Cellular Technologies
Athanasia Apostolou, PhD
Research Scholar
Emulate Inc., Massachusetts, United States
The large intestine hosts 95% of the human bacterial load also known as the gut microbiome. To maintain homeostasis, the intestinal mucosa produces a thick bi-layered mucus gel and a complex network of cytokines to segregate and in parallel facilitate the communication between the host and the trillions of inhabiting bacteria. The compromised integrity of the intestinal epithelial barrier when coupled with the unbalanced diversity and abundance of the microbial species, or dysbiosis, triggers detrimental and complex diseases such as Inflammatory Bowel Disease and Colorectal Cancer. However, because of its location in the body, this is a difficult system to study in vivo, limiting scientific advances to animal models or cell lines.

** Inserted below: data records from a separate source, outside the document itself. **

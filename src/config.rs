// Copyright (C) 2025 Jeremy J. Carroll. See LICENSE for details.

//! Run configuration and program defaults.

use crate::errors::CountingError;

/// Largest string length examined when `n_max` is not given.
pub const DEFAULT_N_MAX: u32 = 16;

/// Smallest string length examined when `n_min` is not given.
pub const DEFAULT_N_MIN: u32 = 1;

/// Alphabet size of the bound (DNA).
pub const DEFAULT_ALPHABET_SIZE: u32 = 4;

/// String length used by the self-validation suite.
pub const SELF_TEST_N: u32 = 8;

/// Symbols drawn by the edit script generator.
pub const DEFAULT_SCRIPT_ALPHABET: &str = "ACGT";

/// Which `d` values the "ending deletion" sum of `compute_fn` visits.
///
/// With `d_bar = min(q-2, D-1)` the recorded formula iterates `0..d_bar`,
/// while the matching sum for paths without a final wedge iterates
/// `1..=d_max`. It is not settled which one the derivation intends, so the
/// recorded range is the default and the other one is available for
/// comparison.
#[derive(Debug, Clone, Copy, PartialEq, Eq, Default)]
pub enum EndingDeletionRange {
    /// `d` in `0..d_bar`.
    #[default]
    Literal,
    /// `d` in `1..=d_bar`.
    Inclusive,
}

impl EndingDeletionRange {
    /// The `(first, last)` pair of the inclusive range of `d`, possibly empty.
    pub fn bounds(self, d_bar: i64) -> (i64, i64) {
        match self {
            EndingDeletionRange::Literal => (0, d_bar - 1),
            EndingDeletionRange::Inclusive => (1, d_bar),
        }
    }
}

/// Parameters shared by every counting query of a run.
#[derive(Debug, Clone, Copy, PartialEq, Eq)]
pub struct CountingConfig {
    /// Alphabet size Σ.
    pub alphabet_size: u32,
    /// Range variant of the ending-deletion sum.
    pub ending_deletion: EndingDeletionRange,
}

impl CountingConfig {
    pub fn new(alphabet_size: u32) -> Self {
        Self {
            alphabet_size,
            ..Self::default()
        }
    }

    pub fn with_ending_deletion(mut self, range: EndingDeletionRange) -> Self {
        self.ending_deletion = range;
        self
    }

    /// Reject alphabets without substitutions (Σ < 2).
    pub fn validate(&self) -> Result<(), CountingError> {
        if self.alphabet_size < 2 {
            return Err(CountingError::InvalidAlphabet(self.alphabet_size));
        }
        Ok(())
    }
}

impl Default for CountingConfig {
    fn default() -> Self {
        Self {
            alphabet_size: DEFAULT_ALPHABET_SIZE,
            ending_deletion: EndingDeletionRange::Literal,
        }
    }
}

#[cfg(test)]
mod tests {
    use super::*;

    #[test]
    fn test_defaults() {
        let config = CountingConfig::default();
        assert_eq!(config.alphabet_size, 4);
        assert_eq!(config.ending_deletion, EndingDeletionRange::Literal);
        assert!(config.validate().is_ok());
    }

    #[test]
    fn test_rejects_unary_alphabet() {
        assert_eq!(
            CountingConfig::new(1).validate(),
            Err(CountingError::InvalidAlphabet(1))
        );
        assert!(CountingConfig::new(2).validate().is_ok());
    }

    #[test]
    fn test_ending_deletion_bounds() {
        assert_eq!(EndingDeletionRange::Literal.bounds(3), (0, 2));
        assert_eq!(EndingDeletionRange::Inclusive.bounds(3), (1, 3));
        // empty ranges
        let (lo, hi) = EndingDeletionRange::Literal.bounds(0);
        assert!(lo > hi);
        let (lo, hi) = EndingDeletionRange::Inclusive.bounds(0);
        assert!(lo > hi);
    }
}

Here, we combined advancements in organoids and Organs-On-Chip technologies and developed the Colon Intestine-Chip to address the need for human-relevant models to study intestinal epithelial barrier function (Apostolou et al., CMGH, 2021, https://doi.org/10.1016/j.jcmgh.2021.07.004) and the host-microbiome interactions in health and disease. Organoids isolated from colonic biopsies have been co-cultured with tissue-specific microvascular endothelial cells and successfully expanded in a columnar epithelial monolayer, that preserves the distinct cellular and molecular signature of the human tissue. The Colon Intestine-Chip was applied to in vitro model the “leaky gut syndrome”, and captured alterations of the paracellular permeability, cytokines secretion and transcriptomic profiling of the cells within the chip driven by prototype (IFNγ) or pleiotropic (IL-22) cytokines. Lastly, employing elements of the tissue microenvironment, such as the periodical exposure of epithelial cells to Air-Liquid Interface (pALI), we established a mucus layer with thickness relevant to the human tissue, providing the necessary microhabitat and substrate to delineate the effect of commensal bacterial strains on intestinal epithelium.
In the presentation, we report the development of a microphysiological human platform that can be leveraged to study how the complex host-microbiome interactions shape intestinal physiology and assess the efficacy and safety of novel drugs for gastrointestinal diseases at a patient-specific level.